Conversely, Malaysia, Namibia and Haiti are some of the countries whose results show a singularly low level of environmental democracy. Haiti was ranked last overall for all three fundamental rights combined. With regard to Transparency, there is no established right to access environmental information. No more than there is a legal requirement to engage with the public before making political decisions on those matters. In terms of Justice, the right to challenge decisions affecting the environment is limited, particularly for poorer, marginalized segments of the population, who are unaware of how to assert their rights before a court of law.
Work still to be done around the world
More generally, although most countries have defined some right to environmental information, such information is still hard to access in 45% of the surveyed countries. In addition, more than 75% of those countries were deemed mediocre in terms of their involvement of the public in the decision-making process.
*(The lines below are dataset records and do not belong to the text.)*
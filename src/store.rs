//! Key-value backends the ledger persists its slots into.

use crate::error::StoreError;
use fs2::FileExt;
use std::collections::HashMap;
use std::fs::{self, File, OpenOptions};
use std::io::{self, Write};
use std::path::{Path, PathBuf};

/// Name of the lock file a [`FileStore`] holds inside its directory.
pub const LOCK_FILE: &str = "lifefold.lock";

/// A durable string-to-string store.
///
/// The ledger uses two slots, one for the event log and one for the friend
/// registry, and stores each as a single serialized value.
pub trait KeyValueStore {
    /// Read a slot. `Ok(None)` means the slot was never written.
    fn get(&self, key: &str) -> Result<Option<String>, StoreError>;

    /// Overwrite a slot.
    fn set(&mut self, key: &str, value: &str) -> Result<(), StoreError>;

    /// Delete a slot. Deleting a missing slot is not an error.
    fn remove(&mut self, key: &str) -> Result<(), StoreError>;
}

/// In-process store. Nothing survives the process, which makes it the
/// natural backend for tests and for sessions that opt out of persistence.
#[derive(Debug, Clone, Default, PartialEq)]
pub struct MemoryStore {
    slots: HashMap<String, String>,
}

impl MemoryStore {
    pub fn new() -> Self {
        Self::default()
    }

    /// Seed a slot before handing the store to a ledger.
    pub fn with_slot(mut self, key: impl Into<String>, value: impl Into<String>) -> Self {
        self.slots.insert(key.into(), value.into());
        self
    }

    pub fn contains(&self, key: &str) -> bool {
        self.slots.contains_key(key)
    }

    pub fn len(&self) -> usize {
        self.slots.len()
    }

    pub fn is_empty(&self) -> bool {
        self.slots.is_empty()
    }
}

impl KeyValueStore for MemoryStore {
    fn get(&self, key: &str) -> Result<Option<String>, StoreError> {
        Ok(self.slots.get(key).cloned())
    }

    fn set(&mut self, key: &str, value: &str) -> Result<(), StoreError> {
        self.slots.insert(key.to_string(), value.to_string());
        Ok(())
    }

    fn remove(&mut self, key: &str) -> Result<(), StoreError> {
        self.slots.remove(key);
        Ok(())
    }
}

/// One JSON file per slot (`<dir>/<key>.json`), written atomically.
///
/// Opening takes an exclusive lock on `<dir>/lifefold.lock`; a second
/// `FileStore` on the same directory fails with [`StoreError::Locked`]
/// until the first is dropped.
#[derive(Debug)]
pub struct FileStore {
    dir: PathBuf,
    lock: File,
}

impl FileStore {
    /// Open or create a store in `dir`.
    pub fn open(dir: impl AsRef<Path>) -> Result<Self, StoreError> {
        let dir = dir.as_ref().to_path_buf();
        let lock_path = dir.join(LOCK_FILE);

        fs::create_dir_all(&dir).map_err(|source| StoreError::Io {
            key: LOCK_FILE.to_string(),
            source,
        })?;

        let lock = OpenOptions::new()
            .create(true)
            .truncate(false)
            .write(true)
            .open(&lock_path)
            .map_err(|source| StoreError::Io {
                key: LOCK_FILE.to_string(),
                source,
            })?;

        if let Err(e) = lock.try_lock_exclusive() {
            if e.kind() == fs2::lock_contended_error().kind() {
                return Err(StoreError::Locked { path: lock_path });
            }
            return Err(StoreError::Io {
                key: LOCK_FILE.to_string(),
                source: e,
            });
        }

        log::debug!("lifefold: opened file store at {}", dir.display());
        Ok(FileStore { dir, lock })
    }

    /// Returns the path to the data directory.
    pub fn dir(&self) -> &Path {
        &self.dir
    }

    /// Path of the file backing `key`.
    pub fn slot_path(&self, key: &str) -> Result<PathBuf, StoreError> {
        validate_key(key)?;
        Ok(self.dir.join(format!("{key}.json")))
    }
}

impl Drop for FileStore {
    fn drop(&mut self) {
        let _ = FileExt::unlock(&self.lock);
    }
}

impl KeyValueStore for FileStore {
    fn get(&self, key: &str) -> Result<Option<String>, StoreError> {
        let path = self.slot_path(key)?;
        match fs::read_to_string(&path) {
            Ok(contents) => Ok(Some(contents)),
            Err(e) if e.kind() == io::ErrorKind::NotFound => Ok(None),
            Err(source) => Err(StoreError::Io {
                key: key.to_string(),
                source,
            }),
        }
    }

    fn set(&mut self, key: &str, value: &str) -> Result<(), StoreError> {
        let path = self.slot_path(key)?;
        write_atomic(&path, value.as_bytes()).map_err(|source| StoreError::Io {
            key: key.to_string(),
            source,
        })
    }

    fn remove(&mut self, key: &str) -> Result<(), StoreError> {
        let path = self.slot_path(key)?;
        let tmp_path = path.with_extension("json.tmp");
        for p in [&path, &tmp_path] {
            match fs::remove_file(p) {
                Ok(()) => {}
                Err(e) if e.kind() == io::ErrorKind::NotFound => {}
                Err(source) => {
                    return Err(StoreError::Io {
                        key: key.to_string(),
                        source,
                    });
                }
            }
        }
        Ok(())
    }
}

/// Write to a `.tmp` sibling, sync, then rename over `path`.
/// A crash mid-write leaves the previous file intact.
fn write_atomic(path: &Path, bytes: &[u8]) -> io::Result<()> {
    let tmp_path = path.with_extension("json.tmp");

    let mut file = File::create(&tmp_path)?;
    file.write_all(bytes)?;
    file.sync_data()?;
    drop(file);

    fs::rename(&tmp_path, path)
}

fn validate_key(key: &str) -> Result<(), StoreError> {
    let valid = !key.is_empty()
        && !key.starts_with('.')
        && key
            .chars()
            .all(|c| c.is_ascii_alphanumeric() || matches!(c, '_' | '-' | '.'));
    if valid {
        Ok(())
    } else {
        Err(StoreError::InvalidKey(key.to_string()))
    }
}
“The public should have the right to be involved in environmental decision-making –specifically, to know what is at stake, to participate in the decision itself, and to have the ability to challenge decisions that disregard human rights or harm ecosystems,” is the opinion held at WRI. “National laws aren’t the only way to improve environmental democracy, but they’re an important first step. EDI can help governments who want to promote transparent, inclusive and accountable environmental decision-making by providing an index to benchmark progress, as well as examples of good practices from around the world.” The results, which can be viewed on the website1, have been sent to the relevant governments and may still be adjusted through August 31, 2015. In other words, they remain somewhat provisional.
70 countries were surveyed, on every continent. Some 75 legal indicators were used in the analysis. Those indicators are based on the internationally-recognized standards established by the United Nations Environment Programme (UNEP) at the Bali Conference in 2010. The index also utilizes 24 qualitative indicators that provide information on the implementation of national laws.